Task statement
Records follow. Pull out every line that contains "super".

Information
---

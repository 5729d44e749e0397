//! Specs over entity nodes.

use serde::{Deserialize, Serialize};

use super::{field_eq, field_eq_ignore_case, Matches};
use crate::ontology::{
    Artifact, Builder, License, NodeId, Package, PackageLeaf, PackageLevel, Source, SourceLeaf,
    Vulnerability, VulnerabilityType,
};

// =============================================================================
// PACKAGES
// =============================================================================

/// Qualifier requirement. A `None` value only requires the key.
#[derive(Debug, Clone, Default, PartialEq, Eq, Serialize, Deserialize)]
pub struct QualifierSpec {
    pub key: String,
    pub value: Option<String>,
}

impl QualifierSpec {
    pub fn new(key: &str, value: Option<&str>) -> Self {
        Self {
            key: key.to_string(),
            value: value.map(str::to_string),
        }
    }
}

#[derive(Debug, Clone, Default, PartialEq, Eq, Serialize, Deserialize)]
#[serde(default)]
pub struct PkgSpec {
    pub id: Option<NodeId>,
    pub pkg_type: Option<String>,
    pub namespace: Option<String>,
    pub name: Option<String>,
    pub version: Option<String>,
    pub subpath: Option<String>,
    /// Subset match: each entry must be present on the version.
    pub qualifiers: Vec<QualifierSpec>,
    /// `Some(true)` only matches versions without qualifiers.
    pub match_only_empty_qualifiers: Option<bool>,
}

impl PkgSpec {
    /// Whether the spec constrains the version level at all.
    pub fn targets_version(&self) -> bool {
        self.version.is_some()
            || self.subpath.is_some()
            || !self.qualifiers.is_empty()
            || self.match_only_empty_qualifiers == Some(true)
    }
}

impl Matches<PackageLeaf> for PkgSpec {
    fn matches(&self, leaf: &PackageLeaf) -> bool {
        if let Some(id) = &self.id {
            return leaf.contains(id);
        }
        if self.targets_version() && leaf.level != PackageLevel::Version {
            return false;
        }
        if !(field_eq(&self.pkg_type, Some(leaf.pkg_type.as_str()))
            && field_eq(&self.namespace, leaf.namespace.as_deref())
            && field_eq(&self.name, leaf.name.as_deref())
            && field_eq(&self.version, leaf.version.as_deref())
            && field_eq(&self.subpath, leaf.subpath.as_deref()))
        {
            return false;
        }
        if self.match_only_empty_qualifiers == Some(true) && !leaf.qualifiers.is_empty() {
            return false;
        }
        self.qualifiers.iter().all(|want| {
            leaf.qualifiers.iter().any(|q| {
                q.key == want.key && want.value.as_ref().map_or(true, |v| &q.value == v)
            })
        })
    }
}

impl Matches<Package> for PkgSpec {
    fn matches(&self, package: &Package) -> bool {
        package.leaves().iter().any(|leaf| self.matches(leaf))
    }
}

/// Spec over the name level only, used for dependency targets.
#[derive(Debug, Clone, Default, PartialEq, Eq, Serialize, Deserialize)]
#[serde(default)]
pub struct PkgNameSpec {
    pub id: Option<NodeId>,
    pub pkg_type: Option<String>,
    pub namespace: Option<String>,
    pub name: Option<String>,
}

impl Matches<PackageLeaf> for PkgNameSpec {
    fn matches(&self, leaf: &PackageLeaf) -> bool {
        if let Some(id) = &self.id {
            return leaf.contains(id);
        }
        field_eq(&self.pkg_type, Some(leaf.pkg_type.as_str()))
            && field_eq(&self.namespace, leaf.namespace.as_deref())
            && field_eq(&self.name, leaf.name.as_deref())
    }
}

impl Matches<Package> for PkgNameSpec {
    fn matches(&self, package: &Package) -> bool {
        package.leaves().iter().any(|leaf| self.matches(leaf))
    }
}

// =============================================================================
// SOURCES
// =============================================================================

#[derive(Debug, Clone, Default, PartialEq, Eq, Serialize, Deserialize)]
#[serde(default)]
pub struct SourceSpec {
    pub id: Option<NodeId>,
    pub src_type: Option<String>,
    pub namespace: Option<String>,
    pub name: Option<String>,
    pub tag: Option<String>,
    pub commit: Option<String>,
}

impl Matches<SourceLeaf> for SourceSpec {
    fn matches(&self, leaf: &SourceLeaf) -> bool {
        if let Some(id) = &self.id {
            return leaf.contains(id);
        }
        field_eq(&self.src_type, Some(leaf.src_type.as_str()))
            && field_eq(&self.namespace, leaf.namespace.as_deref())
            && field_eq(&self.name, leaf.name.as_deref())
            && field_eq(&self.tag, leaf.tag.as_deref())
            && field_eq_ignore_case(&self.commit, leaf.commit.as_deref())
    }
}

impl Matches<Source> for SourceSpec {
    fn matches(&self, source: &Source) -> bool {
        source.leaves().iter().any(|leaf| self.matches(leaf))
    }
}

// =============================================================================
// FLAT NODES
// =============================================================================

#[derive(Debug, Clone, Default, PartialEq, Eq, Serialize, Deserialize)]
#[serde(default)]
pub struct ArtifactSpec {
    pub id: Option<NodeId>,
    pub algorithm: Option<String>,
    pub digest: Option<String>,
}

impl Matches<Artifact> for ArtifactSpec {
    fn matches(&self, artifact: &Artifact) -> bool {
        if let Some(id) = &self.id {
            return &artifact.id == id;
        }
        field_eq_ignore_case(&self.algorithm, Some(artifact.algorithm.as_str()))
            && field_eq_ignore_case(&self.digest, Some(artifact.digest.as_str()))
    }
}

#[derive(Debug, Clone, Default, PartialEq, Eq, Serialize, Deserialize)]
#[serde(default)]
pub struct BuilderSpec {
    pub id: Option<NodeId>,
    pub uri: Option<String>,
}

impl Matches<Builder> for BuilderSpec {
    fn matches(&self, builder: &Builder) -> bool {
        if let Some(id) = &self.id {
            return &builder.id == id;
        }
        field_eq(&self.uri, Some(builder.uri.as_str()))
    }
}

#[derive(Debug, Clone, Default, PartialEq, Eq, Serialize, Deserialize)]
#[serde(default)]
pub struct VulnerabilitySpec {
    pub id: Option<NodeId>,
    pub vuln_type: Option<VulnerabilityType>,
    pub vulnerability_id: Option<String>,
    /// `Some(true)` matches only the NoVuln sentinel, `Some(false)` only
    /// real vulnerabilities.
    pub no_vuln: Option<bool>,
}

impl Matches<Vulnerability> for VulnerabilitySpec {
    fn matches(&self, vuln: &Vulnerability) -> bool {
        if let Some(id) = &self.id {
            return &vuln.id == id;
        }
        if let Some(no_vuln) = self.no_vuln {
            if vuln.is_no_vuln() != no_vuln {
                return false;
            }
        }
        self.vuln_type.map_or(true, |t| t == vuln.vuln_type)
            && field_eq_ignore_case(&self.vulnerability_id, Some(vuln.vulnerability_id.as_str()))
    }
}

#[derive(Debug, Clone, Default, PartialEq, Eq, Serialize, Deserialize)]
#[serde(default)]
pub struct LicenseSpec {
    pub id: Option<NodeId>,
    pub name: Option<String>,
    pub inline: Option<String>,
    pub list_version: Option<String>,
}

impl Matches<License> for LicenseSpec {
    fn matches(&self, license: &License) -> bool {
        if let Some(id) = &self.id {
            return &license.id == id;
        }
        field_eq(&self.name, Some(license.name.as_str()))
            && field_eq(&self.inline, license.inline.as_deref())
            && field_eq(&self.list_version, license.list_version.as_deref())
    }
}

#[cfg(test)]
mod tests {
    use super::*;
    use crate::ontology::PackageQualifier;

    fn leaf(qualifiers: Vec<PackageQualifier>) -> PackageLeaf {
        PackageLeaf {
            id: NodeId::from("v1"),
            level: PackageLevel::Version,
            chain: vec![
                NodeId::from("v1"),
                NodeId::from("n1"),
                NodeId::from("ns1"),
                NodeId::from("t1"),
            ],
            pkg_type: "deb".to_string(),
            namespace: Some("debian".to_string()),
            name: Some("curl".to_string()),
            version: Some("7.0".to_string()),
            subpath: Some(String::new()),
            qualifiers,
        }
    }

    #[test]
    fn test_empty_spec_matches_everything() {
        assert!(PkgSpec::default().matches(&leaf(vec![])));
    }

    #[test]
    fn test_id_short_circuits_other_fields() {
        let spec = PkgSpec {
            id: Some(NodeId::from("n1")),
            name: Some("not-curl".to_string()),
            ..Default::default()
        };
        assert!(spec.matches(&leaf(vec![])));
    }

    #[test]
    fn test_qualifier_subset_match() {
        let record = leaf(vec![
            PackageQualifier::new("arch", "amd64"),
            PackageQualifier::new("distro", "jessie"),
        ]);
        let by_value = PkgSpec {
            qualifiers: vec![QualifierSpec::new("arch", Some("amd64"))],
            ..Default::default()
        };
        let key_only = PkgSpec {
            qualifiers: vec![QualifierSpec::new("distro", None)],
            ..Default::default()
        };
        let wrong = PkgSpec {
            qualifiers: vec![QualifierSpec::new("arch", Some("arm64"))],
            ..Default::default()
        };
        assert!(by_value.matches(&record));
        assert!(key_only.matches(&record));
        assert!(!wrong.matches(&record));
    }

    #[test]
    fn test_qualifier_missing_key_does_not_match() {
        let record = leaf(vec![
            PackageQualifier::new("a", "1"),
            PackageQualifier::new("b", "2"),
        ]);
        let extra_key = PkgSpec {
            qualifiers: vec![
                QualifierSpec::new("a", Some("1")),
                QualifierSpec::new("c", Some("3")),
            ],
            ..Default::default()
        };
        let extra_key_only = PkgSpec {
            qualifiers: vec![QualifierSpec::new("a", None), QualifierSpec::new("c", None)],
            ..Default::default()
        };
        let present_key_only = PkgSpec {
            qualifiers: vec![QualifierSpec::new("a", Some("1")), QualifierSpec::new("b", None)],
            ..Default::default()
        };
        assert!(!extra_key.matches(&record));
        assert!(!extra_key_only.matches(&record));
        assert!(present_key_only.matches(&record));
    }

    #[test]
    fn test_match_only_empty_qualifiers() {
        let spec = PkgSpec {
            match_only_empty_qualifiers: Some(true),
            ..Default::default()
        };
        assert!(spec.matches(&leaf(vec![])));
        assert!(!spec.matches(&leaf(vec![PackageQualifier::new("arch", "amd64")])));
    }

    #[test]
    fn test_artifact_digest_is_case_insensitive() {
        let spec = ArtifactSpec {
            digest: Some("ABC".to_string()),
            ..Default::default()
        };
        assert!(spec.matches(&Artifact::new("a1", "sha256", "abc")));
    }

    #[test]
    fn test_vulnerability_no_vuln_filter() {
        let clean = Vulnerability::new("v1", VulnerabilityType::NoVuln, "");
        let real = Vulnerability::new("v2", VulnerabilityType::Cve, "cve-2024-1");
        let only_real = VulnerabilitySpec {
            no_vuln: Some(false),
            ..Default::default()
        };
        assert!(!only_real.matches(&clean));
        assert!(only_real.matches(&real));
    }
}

---

Worked solution
use super::{field_eq, field_eq_ignore_case, Matches};
    use super::*;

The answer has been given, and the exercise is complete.